As players, guitarists are expected to have a wide range of skills including incredible ears. We are asked to play by ear, accompany singers in any key, and improvise. In developing these skills we need to be able to recognize different chord types and their inversions, as well as to be able to translate what we hear to the instrument.

When we are learning different chord forms we seem to be inundated with their seemingly endless variations and notations. But at their essence are four different basic sound qualities: major, minor, diminished and augmented. Within these four basic triad qualities are really just two modes: major and minor. The diminished triad is related to the minor triad, as the augmented is to the major one.

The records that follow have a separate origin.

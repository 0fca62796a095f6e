//! Per-component plan, topology and configuration
//!
//! Every component kind shares the same plan layout. What differs is the set
//! of system settings its configuration accepts and the node-type flags its
//! topology entries carry; [`ComponentType`] binds those per kind.

use crate::kind::ComponentKind;
use serde::de::DeserializeOwned;
use serde::{Deserialize, Serialize};
use std::fmt::Debug;

/// Binds a component kind to its kind-specific wire types
pub trait ComponentType: Debug + Clone + Copy + Default + PartialEq + Send + Sync + 'static {
    const KIND: ComponentKind;

    /// Kind-specific configuration settings
    type SystemSettings: Debug
        + Clone
        + Default
        + PartialEq
        + Serialize
        + DeserializeOwned
        + Send
        + Sync;

    /// Kind-specific node role flags of a topology entry
    type NodeType: Debug + Clone + Default + PartialEq + Serialize + DeserializeOwned + Send + Sync;
}

#[derive(Debug, Clone, Copy, Default, PartialEq)]
pub struct Elasticsearch;

#[derive(Debug, Clone, Copy, Default, PartialEq)]
pub struct Kibana;

#[derive(Debug, Clone, Copy, Default, PartialEq)]
pub struct Apm;

#[derive(Debug, Clone, Copy, Default, PartialEq)]
pub struct EnterpriseSearch;

#[derive(Debug, Clone, Copy, Default, PartialEq)]
pub struct AppSearch;

impl ComponentType for Elasticsearch {
    const KIND: ComponentKind = ComponentKind::Elasticsearch;
    type SystemSettings = NoSystemSettings;
    type NodeType = ElasticsearchNodeType;
}

impl ComponentType for Kibana {
    const KIND: ComponentKind = ComponentKind::Kibana;
    type SystemSettings = NoSystemSettings;
    type NodeType = NoNodeType;
}

impl ComponentType for Apm {
    const KIND: ComponentKind = ComponentKind::Apm;
    type SystemSettings = ApmSystemSettings;
    type NodeType = NoNodeType;
}

impl ComponentType for EnterpriseSearch {
    const KIND: ComponentKind = ComponentKind::EnterpriseSearch;
    type SystemSettings = SessionKeySystemSettings;
    type NodeType = EnterpriseSearchNodeType;
}

impl ComponentType for AppSearch {
    const KIND: ComponentKind = ComponentKind::AppSearch;
    type SystemSettings = SessionKeySystemSettings;
    type NodeType = AppSearchNodeType;
}

/// Kinds without system settings
#[derive(Debug, Clone, Default, PartialEq, Serialize, Deserialize)]
#[serde(deny_unknown_fields)]
pub struct NoSystemSettings {}

/// Kinds without node role flags
#[derive(Debug, Clone, Default, PartialEq, Serialize, Deserialize)]
#[serde(deny_unknown_fields)]
pub struct NoNodeType {}

#[derive(Debug, Clone, Default, PartialEq, Serialize, Deserialize)]
#[serde(deny_unknown_fields)]
pub struct ApmSystemSettings {
    #[serde(default, skip_serializing_if = "Option::is_none")]
    pub debug_enabled: Option<bool>,
    #[serde(default, skip_serializing_if = "Option::is_none")]
    pub secret_token: Option<String>,
}

#[derive(Debug, Clone, Default, PartialEq, Serialize, Deserialize)]
#[serde(deny_unknown_fields)]
pub struct SessionKeySystemSettings {
    #[serde(default, skip_serializing_if = "Option::is_none")]
    pub secret_session_key: Option<String>,
}

#[derive(Debug, Clone, Default, PartialEq, Serialize, Deserialize)]
#[serde(deny_unknown_fields)]
pub struct ElasticsearchNodeType {
    #[serde(default, skip_serializing_if = "Option::is_none")]
    pub data: Option<bool>,
    #[serde(default, skip_serializing_if = "Option::is_none")]
    pub master: Option<bool>,
    #[serde(default, skip_serializing_if = "Option::is_none")]
    pub ingest: Option<bool>,
    #[serde(default, skip_serializing_if = "Option::is_none")]
    pub ml: Option<bool>,
}

#[derive(Debug, Clone, Default, PartialEq, Serialize, Deserialize)]
#[serde(deny_unknown_fields)]
pub struct EnterpriseSearchNodeType {
    #[serde(default, skip_serializing_if = "Option::is_none")]
    pub appserver: Option<bool>,
    #[serde(default, skip_serializing_if = "Option::is_none")]
    pub connector: Option<bool>,
    #[serde(default, skip_serializing_if = "Option::is_none")]
    pub worker: Option<bool>,
}

#[derive(Debug, Clone, Default, PartialEq, Serialize, Deserialize)]
#[serde(deny_unknown_fields)]
pub struct AppSearchNodeType {
    #[serde(default, skip_serializing_if = "Option::is_none")]
    pub appserver: Option<bool>,
    #[serde(default, skip_serializing_if = "Option::is_none")]
    pub worker: Option<bool>,
}

/// Raw user settings shared by all kinds
#[derive(Debug, Clone, Default, PartialEq, Serialize, Deserialize)]
pub struct UserSettings {
    #[serde(default, skip_serializing_if = "Option::is_none")]
    pub user_settings_yaml: Option<String>,
    #[serde(default, skip_serializing_if = "Option::is_none")]
    pub user_settings_override_yaml: Option<String>,
    #[serde(default, skip_serializing_if = "Option::is_none")]
    pub user_settings_json: Option<serde_json::Value>,
    #[serde(default, skip_serializing_if = "Option::is_none")]
    pub user_settings_override_json: Option<serde_json::Value>,
}

/// Component or topology-entry configuration
#[derive(Debug, Clone, Default, PartialEq, Serialize, Deserialize)]
#[serde(bound = "")]
pub struct Configuration<C: ComponentType> {
    #[serde(default, skip_serializing_if = "Option::is_none")]
    pub version: Option<String>,
    #[serde(flatten)]
    pub user_settings: UserSettings,
    #[serde(default, skip_serializing_if = "Option::is_none")]
    pub system_settings: Option<C::SystemSettings>,
}

/// Size of one node group
#[derive(Debug, Clone, PartialEq, Eq, Serialize, Deserialize)]
pub struct TopologySize {
    /// Resource the value counts, e.g. `memory`
    pub resource: String,
    #[serde(default, skip_serializing_if = "Option::is_none")]
    pub value: Option<i32>,
}

impl TopologySize {
    /// Memory allocation of `megabytes`; `None` when the count does not fit
    /// the wire value
    pub fn memory(megabytes: u32) -> Option<Self> {
        let value = i32::try_from(megabytes).ok()?;
        Some(Self {
            resource: crate::memory::MEMORY_RESOURCE.to_string(),
            value: Some(value),
        })
    }

    /// Size value when it represents a real allocation
    pub fn allocated(&self) -> Option<u32> {
        self.value
            .filter(|v| *v > 0)
            .and_then(|v| u32::try_from(v).ok())
    }
}

/// Sizing and placement of one node group
#[derive(Debug, Clone, Default, PartialEq, Serialize, Deserialize)]
#[serde(bound = "")]
pub struct TopologyElement<C: ComponentType> {
    #[serde(default, skip_serializing_if = "Option::is_none")]
    pub instance_configuration_id: Option<String>,
    #[serde(default, skip_serializing_if = "Option::is_none")]
    pub size: Option<TopologySize>,
    #[serde(default, skip_serializing_if = "Option::is_none")]
    pub zone_count: Option<i32>,
    #[serde(default, skip_serializing_if = "Option::is_none")]
    pub node_type: Option<C::NodeType>,
    /// Overrides the plan-level configuration for this entry only
    #[serde(default, skip_serializing_if = "Option::is_none")]
    pub config: Option<Configuration<C>>,
}

/// Desired configuration of one component
#[derive(Debug, Clone, Default, PartialEq, Serialize, Deserialize)]
#[serde(bound = "")]
pub struct Plan<C: ComponentType> {
    #[serde(default, skip_serializing_if = "Option::is_none")]
    pub config: Option<Configuration<C>>,
    #[serde(default)]
    pub cluster_topology: Vec<TopologyElement<C>>,
}

impl<C: ComponentType> Plan<C> {
    pub fn version(&self) -> Option<&str> {
        self.config.as_ref().and_then(|c| c.version.as_deref())
    }
}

In this article we will review close position major and minor triads as they are found on the guitar. Close position triads on the guitar are perhaps not the most practical chords to use from a playing perspective, but they will help you understand the construction of larger four and even six note chords that you may be more familiar with, and provide a means for learning their sound quality in their most basic forms.

Triads

Triads are three note chords built by stacking thirds, from a root note. If you consider the common C major chord below, it actually only consists of three pitches: C, E and G. The other two notes are just repetitions: another C on the second string and another E on the first string.

A standard C Major guitar chord

Standard C Major guitar chord

 

Chords sound the strongest when we put their root as the lowest note. Nevertheless, any of a chord’s members can be the lowest, note giving a triad three possible positions: Click to read the rest…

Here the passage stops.